We left the hotel at 7.30am – after confusion about the
time, we were ready at 7am!
We had an extra passenger, the hotel manager (Jerome)
asked us last night if he could ‘hike a lift to Kampala’, as his daughter was
in hospital.
Yesterday at this time we were walking back to our room up
the steep rutted track from the Global Care office, smiling at children coming
out of school, and buying a delicious avocado for about 8p from a local shop.
Then we had a cold shower because there was no power again, enjoyed the
glorious view of mountains and trees, sipping tea listening to the birds.

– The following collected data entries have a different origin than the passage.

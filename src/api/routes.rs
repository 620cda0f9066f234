//! API route configuration.
//!
//! The stats service is an internal component and its endpoints are not
//! authenticated.

use crate::api::handlers::{health_handler, hit_handler, stats_handler};
use crate::state::AppState;
use axum::{
    Router,
    routing::{get, post},
};

/// All hit store routes.
///
/// # Endpoints
///
/// - `POST /hit`     - Record a hit
/// - `GET  /stats`   - Grouped hit counts for a time window
/// - `GET  /health`  - Liveness probe with store check
pub fn routes() -> Router<AppState> {
    Router::new()
        .route("/hit", post(hit_handler))
        .route("/stats", get(stats_handler))
        .route("/health", get(health_handler))
}
//! Application error type and its HTTP mapping.

use axum::{
    Json,
    extract::rejection::{JsonRejection, QueryRejection},
    http::StatusCode,
    response::{IntoResponse, Response},
};
use serde::Serialize;
use serde_json::{Value, json};
use thiserror::Error;

/// Error body returned to HTTP clients.
///
/// ```json
/// { "code": "validation_error", "message": "...", "details": {} }
/// ```
#[derive(Debug, Serialize)]
pub struct ErrorInfo {
    pub code: &'static str,
    pub message: String,
    pub details: Value,
}

/// Errors raised by the hit store and aggregator.
///
/// Validation errors are caused by the caller and map to 400; everything else
/// is an operator concern and maps to 5xx.
#[derive(Debug, Error)]
pub enum AppError {
    #[error("{message}")]
    Validation { message: String, details: Value },

    #[error("{message}")]
    Internal { message: String, details: Value },
}

impl AppError {
    pub fn bad_request(message: impl Into<String>, details: Value) -> Self {
        Self::Validation {
            message: message.into(),
            details,
        }
    }

    pub fn internal(message: impl Into<String>, details: Value) -> Self {
        Self::Internal {
            message: message.into(),
            details,
        }
    }

    /// HTTP status code for this error.
    pub fn status(&self) -> StatusCode {
        match self {
            AppError::Validation { .. } => StatusCode::BAD_REQUEST,
            AppError::Internal { .. } => StatusCode::INTERNAL_SERVER_ERROR,
        }
    }

    /// Converts the error into its serializable body.
    pub fn to_error_info(&self) -> ErrorInfo {
        let (code, message, details) = match self {
            AppError::Validation { message, details } => ("validation_error", message, details),
            AppError::Internal { message, details } => ("internal_error", message, details),
        };

        ErrorInfo {
            code,
            message: message.clone(),
            details: details.clone(),
        }
    }
}

impl IntoResponse for AppError {
    fn into_response(self) -> Response {
        let status = self.status();

        if status.is_server_error() {
            tracing::error!(error = %self, "Request failed");
        }

        (status, Json(self.to_error_info())).into_response()
    }
}

impl From<sqlx::Error> for AppError {
    fn from(e: sqlx::Error) -> Self {
        tracing::error!("Database error: {}", e);
        AppError::internal("Database error", json!({}))
    }
}

impl From<JsonRejection> for AppError {
    fn from(rejection: JsonRejection) -> Self {
        AppError::bad_request(rejection.body_text(), json!({ "source": "body" }))
    }
}

impl From<QueryRejection> for AppError {
    fn from(rejection: QueryRejection) -> Self {
        AppError::bad_request(rejection.body_text(), json!({ "source": "query" }))
    }
}

impl From<validator::ValidationErrors> for AppError {
    fn from(errors: validator::ValidationErrors) -> Self {
        let message = errors
            .field_errors()
            .values()
            .flat_map(|errs| errs.iter())
            .filter_map(|e| e.message.as_ref().map(|m| m.to_string()))
            .next()
            .unwrap_or_else(|| "Validation failed".to_string());

        let details = serde_json::to_value(&errors).unwrap_or_else(|_| json!({}));

        AppError::bad_request(message, details)
    }
}

#[cfg(test)]
mod tests {
    use super::*;

    #[test]
    fn test_status_mapping() {
        assert_eq!(
            AppError::bad_request("bad", json!({})).status(),
            StatusCode::BAD_REQUEST
        );
        assert_eq!(
            AppError::internal("boom", json!({})).status(),
            StatusCode::INTERNAL_SERVER_ERROR
        );
    }

    #[test]
    fn test_error_info_carries_message() {
        let err = AppError::bad_request(
            "start date must be earlier than end date",
            json!({ "start": "2024-01-02 00:00:00" }),
        );

        let info = err.to_error_info();
        assert_eq!(info.code, "validation_error");
        assert_eq!(info.message, "start date must be earlier than end date");
        assert_eq!(info.details["start"], "2024-01-02 00:00:00");
        assert_eq!(err.to_string(), "start date must be earlier than end date");
    }
}
//! Hit recording and statistics service.

use std::sync::Arc;

use chrono::NaiveDateTime;
use serde_json::json;

use crate::domain::entities::{Hit, NewHit, StatEntry};
use crate::domain::repositories::{HitRepository, StatsFilter};
use crate::error::AppError;
use crate::utils::timestamp;

/// Service owning write access to the hit log and answering aggregate queries.
///
/// Generic over the repository so that handlers can run against PostgreSQL,
/// the in-memory log, or a mock.
pub struct HitService<R: HitRepository + ?Sized> {
    repository: Arc<R>,
}

impl<R: HitRepository + ?Sized> HitService<R> {
    /// Creates a new hit service.
    pub fn new(repository: Arc<R>) -> Self {
        Self { repository }
    }

    /// Records a hit, stamping the current time when `timestamp` is absent.
    ///
    /// `ip` is stored as given; no address format is enforced.
    ///
    /// # Errors
    ///
    /// Returns [`AppError::Validation`] if `app` or `uri` is blank.
    /// Returns [`AppError::Internal`] on storage errors.
    pub async fn record_hit(
        &self,
        app: String,
        uri: String,
        ip: String,
        timestamp: Option<NaiveDateTime>,
    ) -> Result<Hit, AppError> {
        if app.trim().is_empty() {
            return Err(AppError::bad_request(
                "App must not be blank",
                json!({ "field": "app" }),
            ));
        }
        if uri.trim().is_empty() {
            return Err(AppError::bad_request(
                "Uri must not be blank",
                json!({ "field": "uri" }),
            ));
        }

        let new_hit = NewHit {
            app,
            uri,
            ip,
            timestamp: timestamp.unwrap_or_else(timestamp::now),
        };

        let hit = self.repository.append(new_hit).await?;
        metrics::counter!("hits_recorded_total").increment(1);
        tracing::info!(
            id = hit.id,
            app = %hit.app,
            uri = %hit.uri,
            "Hit recorded"
        );

        Ok(hit)
    }

    /// Counts hits per `(app, uri)` inside the inclusive window.
    ///
    /// With `unique` set, each group counts distinct IPs instead of hits.
    /// An empty result is not an error.
    ///
    /// # Errors
    ///
    /// Returns [`AppError::Validation`] if `start` is after `end`.
    /// Returns [`AppError::Internal`] on storage errors.
    pub async fn get_stats(
        &self,
        start: NaiveDateTime,
        end: NaiveDateTime,
        uris: Option<Vec<String>>,
        unique: bool,
    ) -> Result<Vec<StatEntry>, AppError> {
        if start > end {
            return Err(AppError::bad_request(
                "start date must be earlier than end date",
                json!({
                    "start": timestamp::format(&start),
                    "end": timestamp::format(&end),
                }),
            ));
        }

        let filter = StatsFilter::new(start, end)
            .with_uris(uris)
            .with_unique(unique);

        metrics::counter!("stats_queries_total").increment(1);
        self.repository.query_grouped(filter).await
    }

    /// Counts every hit in the log.
    ///
    /// # Errors
    ///
    /// Returns [`AppError::Internal`] on storage errors.
    pub async fn count_all_hits(&self) -> Result<i64, AppError> {
        self.repository.count_all().await
    }

    /// Checks whether the underlying store answers.
    pub async fn store_healthy(&self) -> bool {
        self.repository.health_check().await
    }
}

#[cfg(test)]
mod tests {
    use super::*;
    use crate::domain::repositories::MockHitRepository;
    use chrono::{Duration, NaiveDate};

    fn ts(hour: u32) -> NaiveDateTime {
        NaiveDate::from_ymd_opt(2024, 2, 1)
            .unwrap()
            .and_hms_opt(hour, 0, 0)
            .unwrap()
    }

    #[tokio::test]
    async fn test_record_hit_keeps_supplied_timestamp() {
        let mut mock_repo = MockHitRepository::new();

        mock_repo
            .expect_append()
            .withf(|new_hit| new_hit.timestamp == ts(10) && new_hit.ip == "1.1.1.1")
            .times(1)
            .returning(|new_hit| Ok(new_hit.into_hit(1)));

        let service = HitService::new(Arc::new(mock_repo));

        let hit = service
            .record_hit(
                "svc".to_string(),
                "/events/1".to_string(),
                "1.1.1.1".to_string(),
                Some(ts(10)),
            )
            .await
            .unwrap();

        assert_eq!(hit.id, 1);
        assert_eq!(hit.timestamp, ts(10));
    }

    #[tokio::test]
    async fn test_record_hit_assigns_now_when_missing() {
        let mut mock_repo = MockHitRepository::new();

        mock_repo
            .expect_append()
            .times(1)
            .returning(|new_hit| Ok(new_hit.into_hit(5)));

        let service = HitService::new(Arc::new(mock_repo));

        let before = timestamp::now();
        let hit = service
            .record_hit(
                "svc".to_string(),
                "/events".to_string(),
                "10.0.0.1".to_string(),
                None,
            )
            .await
            .unwrap();
        let after = timestamp::now();

        assert!(hit.timestamp >= before && hit.timestamp <= after);
    }

    #[tokio::test]
    async fn test_record_hit_rejects_blank_app_and_uri() {
        let mut mock_repo = MockHitRepository::new();
        mock_repo.expect_append().never();

        let service = HitService::new(Arc::new(mock_repo));

        let blank_app = service
            .record_hit(
                "   ".to_string(),
                "/events/1".to_string(),
                "1.1.1.1".to_string(),
                None,
            )
            .await;
        assert!(matches!(blank_app, Err(AppError::Validation { .. })));

        let blank_uri = service
            .record_hit(
                "svc".to_string(),
                String::new(),
                "1.1.1.1".to_string(),
                None,
            )
            .await;
        assert!(matches!(blank_uri, Err(AppError::Validation { .. })));
    }

    #[tokio::test]
    async fn test_record_hit_accepts_any_ip_text() {
        let mut mock_repo = MockHitRepository::new();
        mock_repo
            .expect_append()
            .withf(|new_hit| new_hit.ip == "::1 (proxy)")
            .times(1)
            .returning(|new_hit| Ok(new_hit.into_hit(1)));

        let service = HitService::new(Arc::new(mock_repo));

        let result = service
            .record_hit(
                "svc".to_string(),
                "/events/1".to_string(),
                "::1 (proxy)".to_string(),
                None,
            )
            .await;

        assert!(result.is_ok());
    }

    #[tokio::test]
    async fn test_get_stats_rejects_inverted_window() {
        let mut mock_repo = MockHitRepository::new();
        mock_repo.expect_query_grouped().never();

        let service = HitService::new(Arc::new(mock_repo));

        let result = service.get_stats(ts(12), ts(11), None, false).await;

        match result {
            Err(AppError::Validation { message, .. }) => {
                assert_eq!(message, "start date must be earlier than end date");
            }
            other => panic!("expected validation error, got {other:?}"),
        }
    }

    #[tokio::test]
    async fn test_get_stats_passes_filter_to_repository() {
        let mut mock_repo = MockHitRepository::new();

        mock_repo
            .expect_query_grouped()
            .withf(|filter| {
                filter.start == ts(1)
                    && filter.end == ts(2)
                    && filter.unique
                    && filter.uris.as_deref() == Some(&["/events/1".to_string()][..])
            })
            .times(1)
            .returning(|_| Ok(vec![StatEntry::new("svc", "/events/1", 2)]));

        let service = HitService::new(Arc::new(mock_repo));

        let stats = service
            .get_stats(ts(1), ts(2), Some(vec!["/events/1".to_string()]), true)
            .await
            .unwrap();

        assert_eq!(stats, vec![StatEntry::new("svc", "/events/1", 2)]);
    }

    #[tokio::test]
    async fn test_get_stats_allows_equal_bounds() {
        let mut mock_repo = MockHitRepository::new();
        mock_repo
            .expect_query_grouped()
            .times(1)
            .returning(|_| Ok(vec![]));

        let service = HitService::new(Arc::new(mock_repo));

        let stats = service.get_stats(ts(3), ts(3), None, false).await.unwrap();
        assert!(stats.is_empty());
    }

    #[tokio::test]
    async fn test_get_stats_inverted_by_one_second() {
        let mut mock_repo = MockHitRepository::new();
        mock_repo.expect_query_grouped().never();

        let service = HitService::new(Arc::new(mock_repo));

        let start = ts(3) + Duration::seconds(1);
        let result = service.get_stats(start, ts(3), None, true).await;

        assert!(result.is_err());
    }
}
//! Repository trait definitions for the domain layer.
//!
//! The hit log is modelled as an injected storage abstraction instead of
//! ambient global state. Implementations live in
//! `crate::infrastructure::persistence`; mock implementations are generated
//! via `mockall` for unit tests.
//!
//! # Available Repositories
//!
//! - [`HitRepository`] - Append-only hit log with grouped queries
//!
//! # Testing
//!
//! See integration tests in `tests/repository_hit.rs` for usage examples.

pub mod hit_repository;

pub use hit_repository::{HitRepository, StatsFilter};

#[cfg(test)]
pub use hit_repository::MockHitRepository;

I am currently in a hotel in Kampala, listening to totally
different noises. There are calls to Friday prayers, people chatting, horns
blaring, sounds of stairs being washed, loud music from the bar opposite, and I suppose I
should add the hum of the fridge. Yes folks, we are back in town. I think this
is the first Ugandan hotel I’ve stayed in that had working hot and cold taps,
and all the plug sockets are fixed to the wall. Not a wire in sight. Even more
amazing, no wires in the bathroom, and a light over the mirror…
We travelled for over 7 hours today, our longest stop being
to change a tyre. We’d just left a small town where we’d stopped for fuel, a
‘short call’, and for Charles and I to finish off my breakfast chapattis, when
there was a loud bang under Tom’s seat. It is impressive to watch Charles
change a tyre – the jack wasn’t high enough so there was a bit of searching for
rocks in the swamp, leaving me guarding the car and luggage. Tom says I’m formidable – ha ha
ha – when the local children saw me in my sunhat they all burst out laughing. Tom was very excited because his rock was
better than Jerome’s. The joys of travelling with 3 blokes.
It is fascinating making a long journey like this. You leave
mountainous terrain with small, ramshackle, thatched huts spaced out wherever there
is flat, cleared ground. After an hour of a bumpy pot-holed road with endless
speedbumps, you arrive at the main road. You pass through bustling villages and
largish towns, with bodas weaving in and out of the lorries thundering between
Kampala and Rwanda. Buses dangerously overtake bicycles, motorbikes, cars and pedestrians,
then get stopped by the police at every checkpoint. I sat in the front today
and found myself wincing frequently, or trying to breathe in when someone was
coming towards us on the same side of the road. We passed vast areas of swamp,
a game park with zebra close to the road, sugar plantations, coffee farms,
piggeries. In some areas the hillsides dotted with cows remind me of home.
But everywhere there are people walking barefoot at the side
of the road, carrying ridiculously heavy packages.
There are stalls selling a few tomatoes or pineapples. People working in the fields. There are shanty towns and remote villages – no running water, no electricity.
We were ready for this weekend to re-charge our emotional
batteries. But while we are resting in a comfortable, clean hotel with a well stocked restaurant, I keep seeing
those three sets of twins .
I can feel
the mud squelching underfoot, see the sad eyes of the ragged toddlers, but maybe
next year they’ll manage if their sister takes them with her when she goes to
school, and they can join the feeding programme at Kahororo.
Then I think of the twins at school, and
their father who was so grateful and truly believed that because of Global Care
his children are alive.
And the progression
ends with the twins at the carpentry shop – gaining new skills and hoping for
self-sufficiency.
I am truly thankful that I came here in 2008 and had my life turned around by this amazing charity.
I am truly thankful that I came here in 2008 and had my life turned around by this amazing charity.